Full of fibre and low in calories, a good salad can serve as a full, healthy meal — as long as it's filling enough. What's the secret behind a satisfying, nutritious salad? It's pretty simple: include all of the macronutrients (protein, fats, and yes, even carbs), said registered dietitian Audra Wilson, LD, a bariatric dietitian at the Northwestern Medicine Metabolic Health and Surgical Weight Loss Centre at Delnor Hospital [1]. Audra gave us a no-fail strategy for concocting the perfectly satisfying, healthy salad, which you can personalize to your tastes.

  1. Lots of vegetables: "It's a cliche, but try to eat the rainbow," Audra said. Start with a solid base of greens like spinach, kale, and lettuce, but add more veggies on top of that: carrots, cucumbers, bell peppers, even broccoli. With a diverse array of vegetables, you'll consume more antacids (which help you avoid indigestion and heartburn), nutrients, and phytochemicals, Audra said, "but also a lot of fibre, which is really filling."
  2. Protein: "A lot of times people skip the protein on the salad," Audra told POPSUGAR. That's a no-go. Protein helps you stay satisfied and build muscle [2], which helps keep your metabolism humming [3]. Audra recommended foods like hard-boiled eggs, fish, and marinated and sautéed tofu, as well as meats like chicken, turkey, beef, or pork. "Try to get about three or four ounces, about the size of your palm," she said.
  3. Carbs: Try to include complex carbs [4] in particular, Audra said; they take longer to digest, which means they'll keep you full for longer. She recommended adding a half-cup to a cup of beans, like chickpeas, black beans, or kidney beans, which are sources of not just complex carbs but protein and fibre as well. You can also use grains, such as quinoa, farro, or even pasta, but in that case, "think of it like a handful of grains as a garnish," Audra said. "It's more like a condiment on the salad rather than the whole base of the meal."
  4. Fats: "You want to have some fat in your salad not only for digesting your fat-soluble vitamins but also for satiety," Audra said. "Fats signal fullness in our guts and in our mouths." She recommended using a vinaigrette or yoghurt dressing to add fats. Measure before you pour, though. "It can get really heavy really fast," Audra told POPSUGAR. She recommended using a one or two size dressing container to measure your serving. "Just look at the nutrition facts, and do one to two servings of the dressing, depending on your calorie needs."
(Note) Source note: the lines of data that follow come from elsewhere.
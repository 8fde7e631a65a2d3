//! Rendered detail pages through headless Chromium
//!
//! Product pages fill in prices client-side, so the HTML handed to the parser
//! is the DOM after the page has gone network-idle. Each call launches its own
//! browser and closes it afterwards: no cookies, storage or cache survive from
//! one item to the next.

use std::path::PathBuf;
use std::time::Duration;

use async_trait::async_trait;
use chromiumoxide::cdp::browser_protocol::page::EventLifecycleEvent;
use chromiumoxide::{Browser, BrowserConfig, Page};
use futures::StreamExt;
use tracing::{debug, warn};
use url::Url;

use super::{CrawlError, PageSource};

/// CDP lifecycle event fired once no requests have been in flight for 500ms
const NETWORK_IDLE: &str = "networkIdle";

pub struct BrowserPageSource {
    executable: Option<PathBuf>,
    user_agent: String,
    request_timeout: Duration,
    idle_timeout: Duration,
}

impl BrowserPageSource {
    pub fn new(user_agent: impl Into<String>, request_timeout_seconds: u64, idle_timeout_seconds: u64) -> Self {
        Self {
            executable: None,
            user_agent: user_agent.into(),
            request_timeout: Duration::from_secs(request_timeout_seconds),
            idle_timeout: Duration::from_secs(idle_timeout_seconds),
        }
    }

    /// Use a specific Chrome/Chromium binary
    pub fn with_executable(mut self, executable: Option<PathBuf>) -> Self {
        self.executable = executable;
        self
    }

    fn browser_config(&self) -> Result<BrowserConfig, CrawlError> {
        let mut builder = BrowserConfig::builder()
            .no_sandbox()
            .request_timeout(self.request_timeout)
            .arg(format!("--user-agent={}", self.user_agent));
        if let Some(path) = &self.executable {
            builder = builder.chrome_executable(path);
        }
        builder
            .build()
            .map_err(|e| CrawlError::NetworkError(format!("Invalid browser configuration: {}", e)))
    }

    async fn render(&self, browser: &Browser, url: &str) -> Result<String, CrawlError> {
        let network = |e: chromiumoxide::error::CdpError| CrawlError::NetworkError(format!("{}: {}", url, e));

        let page: Page = browser.new_page("about:blank").await.map_err(network)?;
        let mut lifecycle = page.event_listener::<EventLifecycleEvent>().await.map_err(network)?;

        page.goto(url).await.map_err(network)?;

        let idle = async {
            while let Some(event) = lifecycle.next().await {
                if event.name == NETWORK_IDLE {
                    break;
                }
            }
        };
        if tokio::time::timeout(self.idle_timeout, idle).await.is_err() {
            debug!("⏳ {} not network-idle after {:?}, using current DOM", url, self.idle_timeout);
        }

        let html = page.content().await.map_err(network)?;
        if html.trim().is_empty() {
            return Err(CrawlError::NetworkError(format!("Empty page from {}", url)));
        }
        Ok(html)
    }
}

#[async_trait]
impl PageSource for BrowserPageSource {
    async fn fetch_page(&self, url: &str) -> Result<String, CrawlError> {
        Url::parse(url).map_err(|e| CrawlError::InvalidInput(format!("Invalid URL '{}': {}", url, e)))?;

        let (mut browser, mut handler) = Browser::launch(self.browser_config()?)
            .await
            .map_err(|e| CrawlError::NetworkError(format!("Failed to launch browser: {}", e)))?;
        let handler_task = tokio::spawn(async move {
            while let Some(event) = handler.next().await {
                if event.is_err() {
                    break;
                }
            }
        });

        debug!("🧭 Rendering: {}", url);
        let result = self.render(&browser, url).await;

        if let Err(e) = browser.close().await {
            warn!("⚠️ Failed to close browser for {}: {}", url, e);
        }
        let _ = browser.wait().await;
        handler_task.abort();

        result
    }
}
The components, not the size, of your salad will determine how full you feel afterward. If you finish your lunch and still feel hungry, Audra said, "think about what was in your salad. Did you have protein? Did you have some grains in there or some kind of a complex carbohydrate? It's likely you didn't, and that's why it's not giving you that fullness."
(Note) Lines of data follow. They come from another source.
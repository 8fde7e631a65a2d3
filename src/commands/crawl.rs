//! `crawl`: resumable detail scraping over a discovered item list

use std::path::Path;
use std::sync::Arc;

use anyhow::{Context, Result};
use tracing::info;

use crate::crawling::{BrowserPageSource, CrawlSummary, HttpPageSource, PageSource, ResumableCrawlPool};
use crate::domain::CrawlItem;
use crate::infrastructure::config::{AppConfig, CrawlConfig, PageRenderer};
use crate::infrastructure::{HttpClientConfig, ProductDetailParser};

/// Load the JSON item array written by `discover`
pub async fn load_items(path: &Path) -> Result<Vec<CrawlItem>> {
    let bytes = tokio::fs::read(path)
        .await
        .with_context(|| format!("Failed to read item list {}", path.display()))?;
    let items: Vec<CrawlItem> =
        serde_json::from_slice(&bytes).with_context(|| format!("Item list {} is not a JSON array of items", path.display()))?;

    info!("📂 Loaded {} items from {}", items.len(), path.display());
    Ok(items)
}

/// Page source for the configured renderer
pub fn page_source(crawl: &CrawlConfig) -> Arc<dyn PageSource> {
    match crawl.renderer {
        PageRenderer::Headless => Arc::new(
            BrowserPageSource::new(
                crawl.user_agent.clone(),
                crawl.request_timeout_seconds,
                crawl.network_idle_timeout_seconds,
            )
            .with_executable(crawl.browser_executable.clone()),
        ),
        PageRenderer::Http => Arc::new(HttpPageSource::new(HttpClientConfig::new(
            crawl.user_agent.clone(),
            crawl.request_timeout_seconds,
        ))),
    }
}

pub async fn run_crawl(config: &AppConfig) -> Result<CrawlSummary> {
    let crawl = &config.crawl;
    let items = load_items(&crawl.items_file).await?;

    let parser = ProductDetailParser::with_config(&config.parsing.product_detail_selectors)
        .context("Invalid product detail selectors")?;
    info!("🧭 Loading detail pages with the {:?} renderer", crawl.renderer);

    let pool = ResumableCrawlPool::new(
        page_source(crawl),
        Arc::new(parser),
        &crawl.output_file,
        &crawl.progress_file,
        crawl.workers,
    );

    let summary = pool.run(items).await?;
    Ok(summary)
}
Those are your building blocks; now get cooking. Click ahead for eight healthy salad recipes that'll hit your macros and fill you up, or use Audra's template and experiment for yourself.

Watermelon-Bowl Salad

Colorful and perfect for Summer, this delicious and veggie-packed salad is best served in a hollowed-out watermelon half! The scooped-out flesh (which is your source of healthy carbs) will be put to good use in the dressing, with chunks mixed in alongside the lettuce, bell peppers, cucumbers, and tofu.

Get the recipe: watermelon-bowl salad [5]

Mediterranean Quinoa Salad

This Mediterranean-inspired salad hits the perfect combination of light and filling. The feta and olives give it a delicious salty taste, and the dish has a great balance of carbs, protein (15 grams!), fats, and fibre to leave you fully satisfied.

Get the recipe: Mediterranean quinoa salad [6]

Kale and Farro Salad

A rich and delicious green goddess dressing tops off this tasty, colorful salad, which includes kale, radishes, avocado, and farro for a healthy carb. For your protein, top it off with half a cup of white beans or grilled chicken.

Get the recipe: kale and farro salad [7]

Mexican Tempeh Salad

Tempeh [8] is soy-based and vegan and a great source of fibre and protein. This recipe takes it to the next level with plenty of black beans, vegetables, quinoa, and avocado for a flavourful salad you can enjoy on its own or in a burrito.